Much of this increased expenditure is to prevent or slow the increasing influence of both the Resistance Bloc (led by Iran) or the Sunni Islamist Bloc.
According to the IMF, the Saudis only have enough cash reserves to keep up current spending rates for five years (assuming the price of oil remains the same). This means the Saudis will have to decrease its spending or allow an increase in the price of oil (likely both).
The Saudis might be more willing to absorb continued financial pain if they were confident that Iran was not on the ascendancy, or, to put it differently, if the Saudis’ financial pain was an important part of a global effort to thwart the Iranians. However, the Saudis perceive that their previous partner in this endeavour – the United States – has all but left the field. And the Saudis know they can’t stop Iran by themselves. If and when Saudi Arabia comes to see that Iran’s ascendancy is inevitable, then it will likely change its policy so as to put and keep more money in the bank – money it will need to limit malfeasant Iranian activities.
The ironic ramifications are clear – Iran (and Russia) get more money for the oil and gas they produce, and with more money comes a greater ability to pursue their interests. This is an unfortunate outcome for everyone, including America. And since the Saudis have traditionally pursued their own interests by spending money (as opposed to putting troops on the ground), it would indicate that the Saudis will be less able to prosecute their interests.
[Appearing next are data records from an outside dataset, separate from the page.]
//! Tilth CLI Application
//!
//! Command-line interface for the Tilth crop activity scheduler.

mod args;
mod cli;
mod renderer;

use std::time::Duration;

use anyhow::{Context, Result};
use args::{Args, Commands};
use clap::Parser;
use cli::Cli;
use log::{info, warn};
use renderer::TerminalRenderer;
use tilth_core::{engine, params::ListSchedules, StoreBuilder};
use tokio_util::sync::CancellationToken;
use Commands::*;

#[tokio::main]
async fn main() -> Result<()> {
    env_logger::init();

    let Args {
        database_file,
        remote_url,
        templates,
        timeout_secs,
        today,
        no_color,
        command,
    } = Args::parse();

    let today = match today {
        Some(input) => engine::parse_start_date(&input).context("Invalid --today")?,
        None => engine::today(),
    };

    let store = StoreBuilder::new()
        .with_database_path(database_file)
        .with_remote_url(remote_url)
        .with_timeout(timeout_secs.map(Duration::from_secs))
        .with_templates_path(templates)
        .build()
        .await
        .context("Failed to initialize schedule store")?;

    info!("Tilth started ({} backend)", store.backend_tag());

    // Abandon in-flight reads on Ctrl-C instead of waiting for the service.
    let token = CancellationToken::new();
    tokio::spawn({
        let token = token.clone();
        async move {
            if tokio::signal::ctrl_c().await.is_ok() {
                warn!("Received SIGINT, cancelling pending requests");
                token.cancel();
            }
        }
    });

    let cli = Cli::new(store, TerminalRenderer::new(!no_color), today, token);

    match command {
        Some(Crops) => cli.list_crops(),
        Some(Preview(args)) => cli.preview(args),
        Some(Schedule { command }) => cli.handle_schedule_command(command).await,
        Some(Activity { command }) => cli.handle_activity_command(command).await,
        None => cli.list_schedules(&ListSchedules::default()).await,
    }
}
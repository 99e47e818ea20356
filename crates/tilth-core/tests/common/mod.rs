use std::sync::Arc;

use jiff::civil::{date, Date};
use tempfile::TempDir;
use tilth_core::{
    engine, Database, LocalScheduleService, Schedule, ScheduleStore, StoreBuilder,
    TemplateRegistry,
};

/// The planting date used by most scenarios.
pub const WHEAT_START: Date = date(2024, 1, 1);

/// Helper function to create a test store backed by a temporary database
#[allow(dead_code)]
pub async fn create_test_store() -> (TempDir, ScheduleStore) {
    let temp_dir = TempDir::new().expect("Failed to create temp dir");
    let db_path = temp_dir.path().join("test.db");
    let store = StoreBuilder::new()
        .with_database_path(Some(&db_path))
        .build()
        .await
        .expect("Failed to create store");
    (temp_dir, store)
}

/// Helper function to open the local service directly
#[allow(dead_code)]
pub async fn create_test_service() -> (TempDir, LocalScheduleService) {
    let temp_dir = TempDir::new().expect("Failed to create temp dir");
    let registry = Arc::new(TemplateRegistry::builtin().expect("Built-in templates load"));
    let service = LocalScheduleService::open(temp_dir.path().join("test.db"), registry)
        .await
        .expect("Failed to open service");
    (temp_dir, service)
}

/// Helper function to create a temporary database for testing
#[allow(dead_code)]
pub fn create_test_db() -> (TempDir, Database) {
    let temp_dir = TempDir::new().expect("Failed to create temp dir");
    let db = Database::new(temp_dir.path().join("test.db")).expect("Failed to create database");
    (temp_dir, db)
}

/// Generates an unsaved schedule from the built-in templates
#[allow(dead_code)]
pub fn generated(crop_name: &str, start_date: Date) -> Schedule {
    let registry = TemplateRegistry::builtin().expect("Built-in templates load");
    engine::generate(&registry, crop_name, start_date).expect("Crop is built in")
}
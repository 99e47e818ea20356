//! Data models for crop templates, schedules and activities.
//!
//! Templates ([`CropTemplate`], [`Stage`], [`ActivityTemplate`]) are
//! read-only configuration. Schedules ([`Schedule`], [`ResolvedStage`],
//! [`Activity`]) are the dated, stateful values resolved from them. Display
//! implementations live in [`crate::display::models`].
//!
//! # Examples
//!
//! ```rust
//! use jiff::civil::date;
//! use tilth_core::models::{Activity, ActivityStatus, Schedule, ScheduleStatus};
//!
//! let schedule = Schedule::from_activities(
//!     Some(1),
//!     "Wheat".to_string(),
//!     date(2024, 1, 1),
//!     date(2024, 5, 30),
//!     ScheduleStatus::Planning,
//!     vec![Activity {
//!         id: Activity::derive_id("Sowing", 0),
//!         stage_name: "Sowing".to_string(),
//!         task: "Seed drilling".to_string(),
//!         scheduled_date: date(2024, 1, 1),
//!         status: ActivityStatus::Pending,
//!     }],
//! );
//! assert_eq!(schedule.stages.len(), 1);
//! assert!(schedule.activity("Sowing-0").is_some());
//! ```

pub mod activity;
pub mod schedule;
pub mod status;
pub mod summary;
pub mod template;

#[cfg(test)]
mod tests;

pub use activity::Activity;
pub use schedule::{ResolvedStage, Schedule};
pub use status::{ActivityStatus, ScheduleStatus, TemporalLabel};
pub use summary::ScheduleSummary;
pub use template::{ActivityTemplate, CropTemplate, DurationRange, Stage};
Rising oil prices as a result of an easing of Saudi production, or a lessening of Saudi largesse in the region, will be a clear sign that the Saudis have concluded that Iran’s rise is inevitable.
This post was inspired by this article.
* I might add, the analysis above is entirely dependent on whether the IMF has got its figures correct. Different analysis, sourced from Deutsche Bank, suggests Iran’s break-even price is $130 per barrel – higher than the Saudis’. This would enable the Saudis to increase the price of oil to around $110 and still hurt Iran.